La politica che sentimenti le suscita? 

pier silvio berlusconi antonio ricci 4

«Ormai la pace dei sensi. Ai politici se gli dici le cose peggiori sono contenti. Ti vengono a cercare. L’importante è apparire in televisione. L’anno scorso abbiamo sperimentato un nuovo modello di satira. Li facevamo prendere a calci negli stinchi da un bambino (finto figlio della Boccia). Una novità totale nel campo della satira». 

 

Non vota più? 

«Ormai da tanto, ma mi piacerebbe tornare a votare». 

 

Ha fatto più danni la tv prima o i social ora? 

«È una gara che non avrà mai fine, la storia dell’uomo è una storia di masochismo terribile: fare dei danni con l’illusione di fare del bene. Sinceramente io non pensavo di arrivare alla mia età e vedere quello che sto vedendo adesso». Sorride: «Nella mia geniale intelligenza che spazia per ogni dove, continuo a stupirmi che ci sia uno che dice: voglio la Groenlandia perché mi serve». 

 

 

(...)

Immagino che però ci possa essere Baglioni in quella schiera.
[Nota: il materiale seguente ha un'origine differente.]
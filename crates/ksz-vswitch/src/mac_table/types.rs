//! Static MAC table types.

use crate::types::{MacAddress, PortMask};
use serde::Serialize;
use std::fmt;
use std::ops::BitOr;

/// One row of the static MAC table.
///
/// `dirty` means the row has not been written to the chip since it last
/// changed. An invalid row can still be dirty: the chip must be told to
/// invalidate it.
#[derive(Debug, Clone, Copy, PartialEq, Eq, Default, Serialize)]
pub struct MacTableEntry {
    pub address: MacAddress,
    pub fid: u16,
    pub ports: PortMask,
    /// Entry ports replace VLAN membership instead of narrowing it.
    pub overrides: bool,
    /// Entry only matches frames in its own forwarding domain.
    pub use_fid: bool,
    pub valid: bool,
    pub dirty: bool,
}

impl MacTableEntry {
    /// True if this valid entry applies to frames of forwarding domain `fid`.
    pub fn matches(&self, address: &MacAddress, fid: u16) -> bool {
        self.valid && self.address == *address && (!self.use_fid || self.fid == fid)
    }

    /// Contents as the chip sees them, ignoring the dirty flag.
    pub fn same_contents(&self, other: &MacTableEntry) -> bool {
        MacTableEntry {
            dirty: false,
            ..*self
        } == MacTableEntry {
            dirty: false,
            ..*other
        }
    }
}

/// Why an address is forwarded the way it is.
#[derive(Debug, Clone, Copy, PartialEq, Eq, Hash, Default, Serialize)]
#[serde(transparent)]
pub struct ForwardReason(u8);

impl ForwardReason {
    pub const HOST_OVERRIDE: ForwardReason = ForwardReason(1 << 0);
    pub const HOST: ForwardReason = ForwardReason(1 << 1);
    pub const STP_DEV: ForwardReason = ForwardReason(1 << 2);
    pub const MAIN_DEV: ForwardReason = ForwardReason(1 << 3);
    pub const VLAN_DEV: ForwardReason = ForwardReason(1 << 4);

    /// Number of distinct reasons.
    pub const COUNT: usize = 5;

    pub const fn empty() -> Self {
        ForwardReason(0)
    }

    pub const fn bits(self) -> u8 {
        self.0
    }

    pub fn is_empty(self) -> bool {
        self.0 == 0
    }

    pub fn contains(self, other: ForwardReason) -> bool {
        self.0 & other.0 == other.0
    }

    pub fn insert(&mut self, other: ForwardReason) {
        self.0 |= other.0;
    }

    pub fn remove(&mut self, other: ForwardReason) {
        self.0 &= !other.0;
    }

    /// Bit positions of the reasons set, each below [`COUNT`](Self::COUNT).
    pub fn bit_indices(self) -> impl Iterator<Item = usize> {
        (0..Self::COUNT).filter(move |&bit| self.0 & (1 << bit) != 0)
    }
}

impl BitOr for ForwardReason {
    type Output = ForwardReason;

    fn bitor(self, rhs: Self) -> Self {
        ForwardReason(self.0 | rhs.0)
    }
}

impl fmt::Display for ForwardReason {
    fn fmt(&self, f: &mut fmt::Formatter<'_>) -> fmt::Result {
        const NAMES: [(ForwardReason, &str); 5] = [
            (ForwardReason::HOST_OVERRIDE, "host_override"),
            (ForwardReason::HOST, "host"),
            (ForwardReason::STP_DEV, "stp_dev"),
            (ForwardReason::MAIN_DEV, "main_dev"),
            (ForwardReason::VLAN_DEV, "vlan_dev"),
        ];
        let names: Vec<&str> = NAMES
            .iter()
            .filter(|(reason, _)| self.contains(*reason))
            .map(|(_, name)| *name)
            .collect();
        if names.is_empty() {
            write!(f, "none")
        } else {
            write!(f, "{}", names.join("|"))
        }
    }
}

/// Ownership metadata paired by index with a [`MacTableEntry`].
#[derive(Debug, Clone, Copy, PartialEq, Eq, Default, Serialize)]
pub struct AluEntry {
    /// Tag of the device that installed the address. Later joiners do not
    /// replace it.
    pub owner: u8,
    pub forward: ForwardReason,
    /// Ports each reason asked for, indexed by reason bit.
    pub reason_ports: [PortMask; ForwardReason::COUNT],
    pub valid: bool,
}

impl AluEntry {
    /// Union of the ports of every reason still recorded.
    pub fn ports(&self) -> PortMask {
        self.forward
            .bit_indices()
            .fold(PortMask::EMPTY, |mask, bit| mask | self.reason_ports[bit])
    }
}
//! Physical to logical port mapping and the frame delivery seam.

use crate::error::{Result, SwitchError};

/// Maps a physical switch port to the logical device registered for it.
pub trait LogicalPortMap: Send + Sync {
    fn logical_port(&self, physical: usize) -> Option<u32>;
}

/// Receives frames resolved to a logical port device.
pub trait FrameSink: Send + Sync {
    fn deliver(&self, logical_port: u32, frame: Vec<u8>) -> std::result::Result<(), String>;
}

/// Fixed mapping set up once at switch initialization.
#[derive(Debug, Clone, Default, PartialEq, Eq)]
pub struct StaticPortMap {
    slots: Vec<Option<u32>>,
}

impl StaticPortMap {
    pub fn new(port_count: usize) -> Self {
        Self {
            slots: vec![None; port_count],
        }
    }

    /// Physical port `i` maps to logical port `i`.
    pub fn identity(port_count: usize) -> Self {
        Self {
            slots: (0..port_count).map(|p| Some(p as u32)).collect(),
        }
    }

    pub fn register(&mut self, physical: usize, logical: u32) -> Result<()> {
        let slot = self
            .slots
            .get_mut(physical)
            .ok_or(SwitchError::InvalidPort(physical))?;
        *slot = Some(logical);
        Ok(())
    }

    pub fn unregister(&mut self, physical: usize) -> Option<u32> {
        self.slots.get_mut(physical).and_then(Option::take)
    }

    pub fn port_count(&self) -> usize {
        self.slots.len()
    }
}

impl LogicalPortMap for StaticPortMap {
    fn logical_port(&self, physical: usize) -> Option<u32> {
        self.slots.get(physical).copied().flatten()
    }
}
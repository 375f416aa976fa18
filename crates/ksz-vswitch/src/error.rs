//! Error types for switch table and steering operations.
//!
//! Every table error is returned synchronously to the caller and never
//! retried internally. Frame errors mean the frame is dropped.

use std::fmt;
use std::io;
use thiserror::Error;

/// Result type alias for switch operations.
pub type Result<T> = std::result::Result<T, SwitchError>;

/// Hardware table a table error refers to.
#[derive(Debug, Clone, Copy, PartialEq, Eq, Hash, serde::Serialize)]
#[serde(rename_all = "snake_case")]
pub enum TableKind {
    StaticMac,
    Vlan,
}

impl fmt::Display for TableKind {
    fn fmt(&self, f: &mut fmt::Formatter<'_>) -> fmt::Result {
        match self {
            TableKind::StaticMac => write!(f, "static MAC table"),
            TableKind::Vlan => write!(f, "VLAN table"),
        }
    }
}

/// Errors raised by the switch core.
#[derive(Debug, Error)]
pub enum SwitchError {
    /// Every slot of the table is valid.
    #[error("{0} is full")]
    CapacityExceeded(TableKind),

    /// Duplicate key on add.
    #[error("{table} entry already exists: {key}")]
    AlreadyExists {
        /// Table that refused the add.
        table: TableKind,
        /// The duplicate key.
        key: String,
    },

    /// Remove or lookup on an absent key.
    #[error("{table} entry not found: {key}")]
    NotFound {
        /// Table that was searched.
        table: TableKind,
        /// The missing key.
        key: String,
    },

    /// Forwarding domain id space exhausted.
    #[error("No free forwarding domain ids")]
    DomainsExhausted,

    /// Forwarding domain id out of range or not held.
    #[error("Forwarding domain {0} is not held")]
    DomainNotHeld(u16),

    /// Port bitmask wider than the tag or naming inactive ports.
    #[error("Invalid port mask {0:#x}")]
    InvalidPortMask(u32),

    /// Malformed tail tag byte on receive.
    #[error("Invalid tail tag {0:#04x}")]
    InvalidTag(u8),

    /// Frame below the minimum tag-safe length.
    #[error("Frame too short for tail tag: {len} < {min}")]
    FrameTooShort {
        /// Actual frame length.
        len: usize,
        /// Minimum tag-safe length.
        min: usize,
    },

    /// Physical port index out of range.
    #[error("Invalid port {0}")]
    InvalidPort(usize),

    /// VLAN id outside 1..=4095.
    #[error("Invalid VLAN id {0}")]
    InvalidVlan(u16),

    /// No logical device is registered for the physical port.
    #[error("No logical device for physical port {0}")]
    UnmappedPort(usize),

    /// Hardware commit collaborator failed.
    #[error("Hardware write failed: {0}")]
    Hardware(String),

    /// Logical port device refused a received frame.
    #[error("Frame delivery failed: {0}")]
    Delivery(String),

    /// Configuration validation error.
    #[error("Configuration error: {0}")]
    Configuration(String),

    #[error("IO error: {0}")]
    Io(#[from] io::Error),
}

impl SwitchError {
    pub fn already_exists(table: TableKind, key: impl fmt::Display) -> Self {
        Self::AlreadyExists {
            table,
            key: key.to_string(),
        }
    }

    pub fn not_found(table: TableKind, key: impl fmt::Display) -> Self {
        Self::NotFound {
            table,
            key: key.to_string(),
        }
    }

    /// Returns true if the error means the frame must be dropped.
    pub fn is_frame_error(&self) -> bool {
        matches!(
            self,
            SwitchError::InvalidTag(_)
                | SwitchError::InvalidPortMask(_)
                | SwitchError::FrameTooShort { .. }
                | SwitchError::UnmappedPort(_)
        )
    }
}

#[cfg(test)]
mod tests {
    use super::*;

    #[test]
    fn test_error_display() {
        let err = SwitchError::CapacityExceeded(TableKind::StaticMac);
        assert_eq!(err.to_string(), "static MAC table is full");

        let err = SwitchError::not_found(TableKind::Vlan, 100);
        assert_eq!(err.to_string(), "VLAN table entry not found: 100");

        let err = SwitchError::InvalidTag(0x03);
        assert_eq!(err.to_string(), "Invalid tail tag 0x03");
    }

    #[test]
    fn test_already_exists_key() {
        let err = SwitchError::already_exists(TableKind::StaticMac, "aa:bb:cc:dd:ee:ff/0");
        assert!(matches!(
            err,
            SwitchError::AlreadyExists { table: TableKind::StaticMac, ref key } if key == "aa:bb:cc:dd:ee:ff/0"
        ));
    }

    #[test]
    fn test_is_frame_error() {
        assert!(SwitchError::InvalidTag(0).is_frame_error());
        assert!(SwitchError::FrameTooShort { len: 10, min: 60 }.is_frame_error());
        assert!(SwitchError::UnmappedPort(3).is_frame_error());
        assert!(!SwitchError::DomainsExhausted.is_frame_error());
        assert!(!SwitchError::CapacityExceeded(TableKind::Vlan).is_frame_error());
    }
}
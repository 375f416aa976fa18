//! Forwarding domain (FID) allocator.
//!
//! Maps VLAN ids onto the chip's 7-bit forwarding domain ids with
//! reference counting. Id 0 means "no isolation" and is never handed out.
//!
//! Teardown is two-step: [`ForwardingDomainTable::release`] only drops the
//! reference; the VLAN binding stays until [`ForwardingDomainTable::unbind`]
//! is called once no VLAN entry uses the domain any more.

use crate::error::{Result, SwitchError};
use crate::types::FID_ENTRIES;

/// Reserved "no isolation" domain.
pub const FID_NONE: u16 = 0;

#[derive(Debug, Clone, Copy, Default, PartialEq, Eq)]
struct DomainSlot {
    vid: Option<u16>,
    ref_count: u32,
}

/// Fixed pool of forwarding domain ids.
#[derive(Debug, Clone)]
pub struct ForwardingDomainTable {
    slots: Vec<DomainSlot>,
}

impl ForwardingDomainTable {
    pub fn new() -> Self {
        Self::with_capacity(FID_ENTRIES)
    }

    /// Pool of `capacity` ids, the reserved id 0 included.
    pub fn with_capacity(capacity: usize) -> Self {
        Self {
            slots: vec![DomainSlot::default(); capacity.clamp(1, FID_ENTRIES)],
        }
    }

    /// Returns the domain bound to `vid`, allocating the lowest free id if
    /// the VLAN has none. Increments the reference count either way.
    pub fn acquire(&mut self, vid: u16) -> Result<u16> {
        if let Some(fid) = self.fid_of(vid) {
            self.slots[usize::from(fid)].ref_count += 1;
            return Ok(fid);
        }

        let fid = self
            .slots
            .iter()
            .enumerate()
            .skip(1)
            .find(|(_, slot)| slot.ref_count == 0)
            .map(|(fid, _)| fid)
            .ok_or(SwitchError::DomainsExhausted)?;

        self.slots[fid] = DomainSlot {
            vid: Some(vid),
            ref_count: 1,
        };
        Ok(fid as u16)
    }

    /// Adds a reference to a domain that is already held.
    pub fn retain(&mut self, fid: u16) -> Result<u32> {
        let slot = self.held_slot_mut(fid)?;
        slot.ref_count += 1;
        Ok(slot.ref_count)
    }

    /// Drops one reference and returns the count left. At zero the id may
    /// be reallocated, but its VLAN binding is kept until [`unbind`](Self::unbind).
    pub fn release(&mut self, fid: u16) -> Result<u32> {
        let slot = self.held_slot_mut(fid)?;
        slot.ref_count -= 1;
        Ok(slot.ref_count)
    }

    /// Clears the VLAN binding of an unreferenced domain.
    ///
    /// Returns false if the domain is still referenced or was not bound.
    pub fn unbind(&mut self, fid: u16) -> bool {
        match self.slots.get_mut(usize::from(fid)) {
            Some(slot) if fid != FID_NONE && slot.ref_count == 0 && slot.vid.is_some() => {
                slot.vid = None;
                true
            }
            _ => false,
        }
    }

    /// Domain currently bound to `vid`, referenced or not.
    pub fn fid_of(&self, vid: u16) -> Option<u16> {
        self.slots
            .iter()
            .enumerate()
            .skip(1)
            .find(|(_, slot)| slot.vid == Some(vid))
            .map(|(fid, _)| fid as u16)
    }

    pub fn vid_of(&self, fid: u16) -> Option<u16> {
        self.slots.get(usize::from(fid)).and_then(|slot| slot.vid)
    }

    pub fn ref_count(&self, fid: u16) -> u32 {
        self.slots
            .get(usize::from(fid))
            .map_or(0, |slot| slot.ref_count)
    }

    pub fn is_held(&self, fid: u16) -> bool {
        fid != FID_NONE && self.ref_count(fid) > 0
    }

    /// Number of ids that can be handed out, the reserved id excluded.
    pub fn capacity(&self) -> usize {
        self.slots.len() - 1
    }

    pub fn free_count(&self) -> usize {
        self.slots
            .iter()
            .skip(1)
            .filter(|slot| slot.ref_count == 0)
            .count()
    }

    fn held_slot_mut(&mut self, fid: u16) -> Result<&mut DomainSlot> {
        if fid == FID_NONE {
            return Err(SwitchError::DomainNotHeld(fid));
        }
        self.slots
            .get_mut(usize::from(fid))
            .filter(|slot| slot.ref_count > 0)
            .ok_or(SwitchError::DomainNotHeld(fid))
    }
}

impl Default for ForwardingDomainTable {
    fn default() -> Self {
        Self::new()
    }
}
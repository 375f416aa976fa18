//! Frame metadata used by port steering.

use crate::error::{Result, SwitchError};
use crate::types::{MacAddress, VLAN_ID_MAX};

/// 802.1Q tag protocol identifier.
pub const ETH_P_8021Q: u16 = 0x8100;

/// Destination, source and ethertype.
pub const ETH_HLEN: usize = 14;

const VLAN_HLEN: usize = 4;

/// The parts of a frame that steering decisions depend on.
#[derive(Debug, Clone, Copy, PartialEq, Eq)]
pub struct FrameHeader {
    pub dst: MacAddress,
    /// VLAN id from an 802.1Q tag; `None` for untagged and priority-tagged
    /// frames.
    pub vid: Option<u16>,
    /// Physical port the frame was submitted on.
    pub port: usize,
}

impl FrameHeader {
    pub fn new(dst: MacAddress, vid: Option<u16>, port: usize) -> Self {
        Self { dst, vid, port }
    }

    /// Reads the destination address and VLAN tag of an Ethernet frame.
    pub fn parse(frame: &[u8], port: usize) -> Result<Self> {
        if frame.len() < ETH_HLEN {
            return Err(SwitchError::FrameTooShort {
                len: frame.len(),
                min: ETH_HLEN,
            });
        }
        let mut dst = [0u8; 6];
        dst.copy_from_slice(&frame[..6]);

        let ethertype = u16::from_be_bytes([frame[12], frame[13]]);
        let vid = if ethertype == ETH_P_8021Q {
            if frame.len() < ETH_HLEN + VLAN_HLEN {
                return Err(SwitchError::FrameTooShort {
                    len: frame.len(),
                    min: ETH_HLEN + VLAN_HLEN,
                });
            }
            let tci = u16::from_be_bytes([frame[14], frame[15]]);
            Some(tci & VLAN_ID_MAX).filter(|&vid| vid != 0)
        } else {
            None
        };

        Ok(Self {
            dst: MacAddress::new(dst),
            vid,
            port,
        })
    }
}

#[cfg(test)]
mod tests {
    use super::*;
    use pretty_assertions::assert_eq;

    fn frame(dst: [u8; 6], tag: Option<u16>) -> Vec<u8> {
        let mut frame = dst.to_vec();
        frame.extend_from_slice(&[0x02, 0, 0, 0, 0, 0x01]);
        if let Some(tci) = tag {
            frame.extend_from_slice(&ETH_P_8021Q.to_be_bytes());
            frame.extend_from_slice(&tci.to_be_bytes());
        }
        frame.extend_from_slice(&[0x08, 0x00]);
        frame.resize(60, 0);
        frame
    }

    #[test]
    fn test_parse_untagged() {
        let dst = [0xaa, 0xbb, 0xcc, 0xdd, 0xee, 0xff];
        let header = FrameHeader::parse(&frame(dst, None), 3).unwrap();
        assert_eq!(header, FrameHeader::new(MacAddress::new(dst), None, 3));
    }

    #[test]
    fn test_parse_tagged() {
        // PCP 5, VID 100
        let header = FrameHeader::parse(&frame([0xff; 6], Some(0xa064)), 0).unwrap();
        assert_eq!(header.vid, Some(100));
        assert!(header.dst.is_broadcast());
    }

    #[test]
    fn test_parse_priority_tagged_is_untagged() {
        let header = FrameHeader::parse(&frame([0xff; 6], Some(0x6000)), 0).unwrap();
        assert_eq!(header.vid, None);
    }

    #[test]
    fn test_parse_short_frames() {
        assert!(matches!(
            FrameHeader::parse(&[0u8; 10], 0),
            Err(SwitchError::FrameTooShort { len: 10, min: 14 })
        ));
        let mut truncated = vec![0u8; 12];
        truncated.extend_from_slice(&ETH_P_8021Q.to_be_bytes());
        assert!(matches!(
            FrameHeader::parse(&truncated, 0),
            Err(SwitchError::FrameTooShort { len: 14, min: 18 })
        ));
    }
}
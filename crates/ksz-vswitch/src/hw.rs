//! Hardware commit seam.
//!
//! The tables never touch registers. Dirty rows are handed to a
//! [`TableWriter`] as [`TableUpdate`]s and cleared once written.

use crate::error::TableKind;
use crate::mac_table::MacTableEntry;
use crate::vlan::VlanTableEntry;
use async_trait::async_trait;
use serde::Serialize;
use tracing::debug;

/// One row to write to the physical table.
#[derive(Debug, Clone, Copy, PartialEq, Eq, Serialize)]
#[serde(tag = "table", rename_all = "snake_case")]
pub enum TableUpdate {
    StaticMac { index: usize, entry: MacTableEntry },
    Vlan { index: usize, entry: VlanTableEntry },
}

impl TableUpdate {
    pub fn kind(&self) -> TableKind {
        match self {
            Self::StaticMac { .. } => TableKind::StaticMac,
            Self::Vlan { .. } => TableKind::Vlan,
        }
    }

    pub fn index(&self) -> usize {
        match self {
            Self::StaticMac { index, .. } | Self::Vlan { index, .. } => *index,
        }
    }

    /// True if the update invalidates the hardware row.
    pub fn is_invalidation(&self) -> bool {
        match self {
            Self::StaticMac { entry, .. } => !entry.valid,
            Self::Vlan { entry, .. } => !entry.valid,
        }
    }
}

/// Writes table rows to the switch over its register bus.
///
/// Calls are serialised by the caller; implementations need not lock.
#[async_trait]
pub trait TableWriter: Send + Sync {
    async fn write(&self, update: &TableUpdate) -> Result<(), String>;
}

/// Writer that only logs, for running without a register bus.
#[derive(Debug, Clone, Copy, Default)]
pub struct LoggingWriter;

#[async_trait]
impl TableWriter for LoggingWriter {
    async fn write(&self, update: &TableUpdate) -> Result<(), String> {
        let details = serde_json::to_string(update).map_err(|e| e.to_string())?;
        debug!(table = %update.kind(), index = update.index(), %details, "Table write");
        Ok(())
    }
}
Non si è pentito dell’«accanimento» su di lui? 

«Ma è lui che deve pentirsi, deve pentirsi amaramente, per il pubblico e per gli autori da cui ha attinto». 

 

CLAUDIO BAGLIONI

Lo avete accusato di presunti «scopiazzamenti». 

«Noi abbiamo sempre parlato in maniera più elegante ma non meno efficace di “pinzature”. Il capolavoro lo ha fatto quando ha preso tre autori diversi e ha costruito un ritornello: da tre strofe ne ha fatta una, il famoso triplete. Quasimodo: “Ma come è sempre tardi per amare”.

 

Yourcenar: “L’amore è un castigo. Veniamo puniti per non essere riusciti a rimanere soli”. Tennyson: “È meglio aver amato e perso, che non aver amato mai”. In Mai più come te di Baglioni diventa: “E com’è sempre tardi per amare / l’amore è la pena da scontare per non volere stare soli / e meglio è amare e perdere che vincere e non amare mai”». 

 

Si dice che il genio è anche quello di andare a pescare e rimescolare il già fatto. 

«Assolutamente. L’arte come atto di saccheggio è nobile, ma denunciandolo, rendendolo pubblico. Non esiste che denunci chi invece te lo fa notare: questa è arroganza liberticida. Noi continueremo così, ad azzannargli la caviglia molliccia e botulinata finché non chiederà scusa».